💣 Discourse 1.2 incoming! 軣



  • @blakeyrat said:

    Gates' gamble (with both Windows 95 and MS Office) was that hardware improvements would outpace Microsoft's ability to optimize their product, therefore he focused on adding more and more features rather than optimizing for performance. And it was a good strategy, then.

    Point to you here.

    Win95 would take 5 minutes to load on my Pentium 60. A year later we had Pentium 200's and it would load in 30 seconds, which doesn't make much sense except other bottlenecks (e.g. hard drive access and throughput times) got better faster than the processor.
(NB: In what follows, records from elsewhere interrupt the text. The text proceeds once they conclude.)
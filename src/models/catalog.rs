// src/models/catalog.rs

// Categorias e status: mesmo formato (nome + cor), tabelas diferentes.

use chrono::{DateTime, Utc};
use serde::{Deserialize, Serialize};
use sqlx::FromRow;
use utoipa::ToSchema;
use validator::Validate;

use super::{not_blank, EntityId};

#[derive(Debug, Clone, Serialize, Deserialize, FromRow, ToSchema)]
#[serde(rename_all = "camelCase")]
pub struct Category {
    #[schema(example = 3)]
    pub id: EntityId,

    #[serde(rename = "typeCategory")]
    #[schema(example = "Bug")]
    pub name: String,

    #[serde(rename = "colorCategory")]
    #[schema(example = "#FF0000")]
    pub color: String,

    pub created_at: DateTime<Utc>,
    pub updated_at: DateTime<Utc>,
}

#[derive(Debug, Clone, Default, Deserialize, Validate, ToSchema)]
#[serde(default, rename_all = "camelCase")]
pub struct CategoryPayload {
    #[validate(custom(function = "not_blank"))]
    #[schema(example = "Bug")]
    pub type_category: String,

    #[validate(custom(function = "not_blank"))]
    #[schema(example = "#FF0000")]
    pub color_category: String,
}

#[derive(Debug, Clone, Serialize, Deserialize, FromRow, ToSchema)]
#[serde(rename_all = "camelCase")]
pub struct Status {
    #[schema(example = 2)]
    pub id: EntityId,

    #[serde(rename = "typeStatus")]
    #[schema(example = "Em análise")]
    pub name: String,

    #[serde(rename = "colorStatus")]
    #[schema(example = "#FFC107")]
    pub color: String,

    pub created_at: DateTime<Utc>,
    pub updated_at: DateTime<Utc>,
}

#[derive(Debug, Clone, Default, Deserialize, Validate, ToSchema)]
#[serde(default, rename_all = "camelCase")]
pub struct StatusPayload {
    #[validate(custom(function = "not_blank"))]
    #[schema(example = "Em análise")]
    pub type_status: String,

    #[validate(custom(function = "not_blank"))]
    #[schema(example = "#FFC107")]
    pub color_status: String,
}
So yes, he won that gamble.

    And that is correctly called a gamble, because at that time we didn't know what the production limits were in terms of speed of CPUs, etc. Fortunately for Gates, it was almost 100x more than the Pentium 60s that were top of the line Intel processors around the time 95 was released.

    Despite what you and @Lorne_Kates point out rightly as a product that should be a WTF talked about and laughed about in this forum, the fact is it still exists. For how long - who's to say? Personally, I would not invest long term in Discourse. Perhaps Jeff is looking to sell before the rest of the market catches on?

    As for the intentional bugs, infiniscroll (as one example) isn't limited to this forum. Sites like LinkedIn and Facebook who have millions of subscribers use this "feature" too, so I don't see us realistically convincing Jeff to stop using it - especially if his target customer audience are PHBs who want the look and feel of a Facebook or LinkedIn, not "old 90's paging style" (even though it [EDIT]: paging works better). They vote with their wallet, which is all that's important to a business owner. IT-savvy business owners like @Polygeekery and @FrostCat are unfortunately in the minority.



  • @redwizard said:

    infiniscroll (as one example) isn't limited to this forum [...] not "old 90's paging style" (even though it works better)

    Really, paging through 15 pages of posts is your idea of better? I prefer infiniscroll and Discourse does it right. It might take a while to scroll the whole thread but it's much much much much better than clicking the stupid pages thing.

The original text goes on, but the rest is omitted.